Quaker support for the Occupy Movement

A couple of weeks ago our Quaker meeting approved a minute in support for “Occupy Portland.”

It reads:

We, Multnomah Meeting of the Religious Society of Friends (Quakers), support social and economic justice. We oppose subservience to powerful financial interests. We support Occupy Portland and other current non-violent protests seeking justice.

So the question is: What next? What, exactly, does it mean to support Occupy Portland?

I’m not being glib here. Occupy Portland folks seem to ask the same question every day. Meanwhile, there’s food to be ladled out, dishes to be washed, disagreements to be resolved, anxieties to be calmed and trash to be collected.

And that’s just a partial listing of "household" chores

In the domestic details of protest, the cause can be lost.

Is the “Occupy” movement beginning to look like a lost cause?

As long as that cause is “social and economic justice,” we, as a nation dedicated to it, can’t afford to lose.

The problem is that we need to know what is to be gained. Here’s where Quakers can help.

Those in the movement already are versed in and practicing the tried-and-true Quaker decision-making process that is built around consensus. What the activists don’t know are Quaker testimonies and values. They are why so many Quakers support this vibrant movement. The movement, in turn, has produced the energy to carry these values forward to the society at large.

So what are we talking about when we refer to the values of the Religious Society of Friends, commonly known as Quakers?

Here there are, couched in the context of “social and economic justice” circa 2011.

The starting point is that there is that of the Spirit in everyone. Some would substitute for “Spirit” the word “God,” “The Divine,” “the Light,” “the manifest” or “the beyond within.”

Frankly, the words don’t matter. If you are alive to an inner life and Light, you know what I’m talking about.

The Spirit is alive in the 99%, and, yes, in the 1% — however faintly. Its omnipresence is our hope.

The actual testimonies number five.

Simplicity. Simplify our lives. Know that the accumulation of objects impoverishes the soul and leads to injustice. Consider that less is indeed more — more for all.

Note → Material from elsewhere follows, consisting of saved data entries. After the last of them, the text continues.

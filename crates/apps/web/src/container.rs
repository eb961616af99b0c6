//! A DOM element hosting the globe canvas.

use globe::{Container, InputEvent, InputSink, ViewError};
use gpu::RenderBackend;
use tracing::debug;
use wasm_bindgen::JsCast;
use wasm_bindgen::prelude::*;
use web_sys::{
    Document, Event, EventTarget, HtmlCanvasElement, HtmlElement, MouseEvent, ResizeObserver,
    Window,
};

use crate::backend::Canvas2dBackend;

const CANVAS_STYLE: &str = "display:block;width:100%;height:100%;touch-action:none;cursor:grab";

struct Listener {
    target: EventTarget,
    event: &'static str,
    closure: Closure<dyn FnMut(Event)>,
}

/// Watches the container element itself; layout changes that leave the
/// window size alone never fire `resize`.
struct SizeWatch {
    observer: ResizeObserver,
    _closure: Closure<dyn FnMut(js_sys::Array)>,
}

pub struct DomContainer {
    window: Window,
    document: Document,
    element: HtmlElement,
    canvas: Option<HtmlCanvasElement>,
    listeners: Vec<Listener>,
    size_watch: Option<SizeWatch>,
}

impl DomContainer {
    pub fn new(element: HtmlElement) -> Result<Self, ViewError> {
        let window = web_sys::window().ok_or(ViewError::HostUnavailable)?;
        let document = window.document().ok_or(ViewError::HostUnavailable)?;
        Ok(Self {
            window,
            document,
            element,
            canvas: None,
            listeners: Vec::new(),
            size_watch: None,
        })
    }

    fn listen(
        &mut self,
        target: EventTarget,
        event: &'static str,
        handler: impl FnMut(Event) + 'static,
    ) -> Result<(), ViewError> {
        let closure = Closure::wrap(Box::new(handler) as Box<dyn FnMut(Event)>);
        target
            .add_event_listener_with_callback(event, closure.as_ref().unchecked_ref())
            .map_err(|e| surface_error("add listener", e))?;
        self.listeners.push(Listener {
            target,
            event,
            closure,
        });
        Ok(())
    }

    fn watch_size(&mut self, sink: InputSink) -> Result<(), ViewError> {
        let closure = Closure::wrap(Box::new(move |_entries: js_sys::Array| {
            sink.send(InputEvent::Resize)
        }) as Box<dyn FnMut(js_sys::Array)>);
        let observer = ResizeObserver::new(closure.as_ref().unchecked_ref())
            .map_err(|e| surface_error("create resize observer", e))?;
        observer.observe(&self.element);
        self.size_watch = Some(SizeWatch {
            observer,
            _closure: closure,
        });
        Ok(())
    }
}

fn surface_error(what: &str, err: JsValue) -> ViewError {
    ViewError::Surface(format!("{what}: {err:?}"))
}

fn pointer_px(event: &Event) -> Option<(f64, f64)> {
    let mouse = event.dyn_ref::<MouseEvent>()?;
    Some((f64::from(mouse.offset_x()), f64::from(mouse.offset_y())))
}

impl Container for DomContainer {
    fn client_size(&self) -> Option<(u32, u32)> {
        if !self.element.is_connected() {
            return None;
        }
        let w = self.element.client_width().max(0) as u32;
        let h = self.element.client_height().max(0) as u32;
        Some((w, h))
    }

    fn attach_surface(
        &mut self,
        width: u32,
        height: u32,
    ) -> Result<Box<dyn RenderBackend>, ViewError> {
        let canvas: HtmlCanvasElement = self
            .document
            .create_element("canvas")
            .map_err(|e| surface_error("create canvas", e))?
            .dyn_into()
            .map_err(|_| ViewError::Surface("created element is not a canvas".into()))?;
        canvas
            .set_attribute("style", CANVAS_STYLE)
            .map_err(|e| surface_error("style canvas", e))?;
        let backend = Canvas2dBackend::new(canvas.clone(), self.window.device_pixel_ratio())?;
        self.element
            .append_child(&canvas)
            .map_err(|e| surface_error("append canvas", e))?;

        let mut backend: Box<dyn RenderBackend> = Box::new(backend);
        backend.resize(width, height);
        self.canvas = Some(canvas);
        Ok(backend)
    }

    fn detach_surface(&mut self) -> Result<(), ViewError> {
        let canvas = self.canvas.take().ok_or(ViewError::SurfaceDetached)?;
        if canvas.parent_node().is_none() {
            return Err(ViewError::SurfaceDetached);
        }
        canvas.remove();
        Ok(())
    }

    fn add_listeners(&mut self, sink: InputSink) -> Result<(), ViewError> {
        let canvas: EventTarget = self
            .canvas
            .clone()
            .ok_or(ViewError::SurfaceDetached)?
            .into();

        let s = sink.clone();
        self.listen(canvas.clone(), "pointerdown", move |e| {
            if let Some((x, y)) = pointer_px(&e) {
                e.prevent_default();
                s.send(InputEvent::PointerDown { x, y });
            }
        })?;
        let s = sink.clone();
        self.listen(canvas.clone(), "pointermove", move |e| {
            if let Some((x, y)) = pointer_px(&e) {
                s.send(InputEvent::PointerMove { x, y });
            }
        })?;
        let s = sink.clone();
        self.listen(canvas.clone(), "pointerup", move |_| s.send(InputEvent::PointerUp))?;
        let s = sink.clone();
        self.listen(canvas, "pointerleave", move |_| s.send(InputEvent::PointerLeave))?;
        let s = sink.clone();
        let window: EventTarget = self.window.clone().into();
        self.listen(window, "resize", move |_| s.send(InputEvent::Resize))?;
        self.watch_size(sink)?;
        debug!(count = self.listeners.len(), "dom listeners registered");
        Ok(())
    }

    fn remove_listeners(&mut self) {
        for l in self.listeners.drain(..) {
            let _ = l
                .target
                .remove_event_listener_with_callback(l.event, l.closure.as_ref().unchecked_ref());
        }
        if let Some(watch) = self.size_watch.take() {
            watch.observer.disconnect();
        }
    }
}

impl Drop for DomContainer {
    fn drop(&mut self) {
        self.remove_listeners();
    }
}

Peace. Our souls are as impoverished by war and strife as much as they are by excess, materialism and greed. As we seek peace and justice, we must do so non-violently. Unless our movement is grounded in peace, it will destroy us — physically and spiritually.

Integrity. It is not enough to espouse what we believe; we must live it.

Community. We act for the greater good of community knowing that acting solely for ourselves is spiritually bankrupt.

Equality. We are equal and one in Spirit. We see and feel ourselves present in each other. We don't just treat each others as equals. We are equals.

Conveniently, the testimonies form the acronym S-P-I-C-E. If you add divine spiritual love to it, you get “SPLICE.” Together they are what Quakers, in support for the protest, bring to the this liberating, dynamic movement for social and economic justice.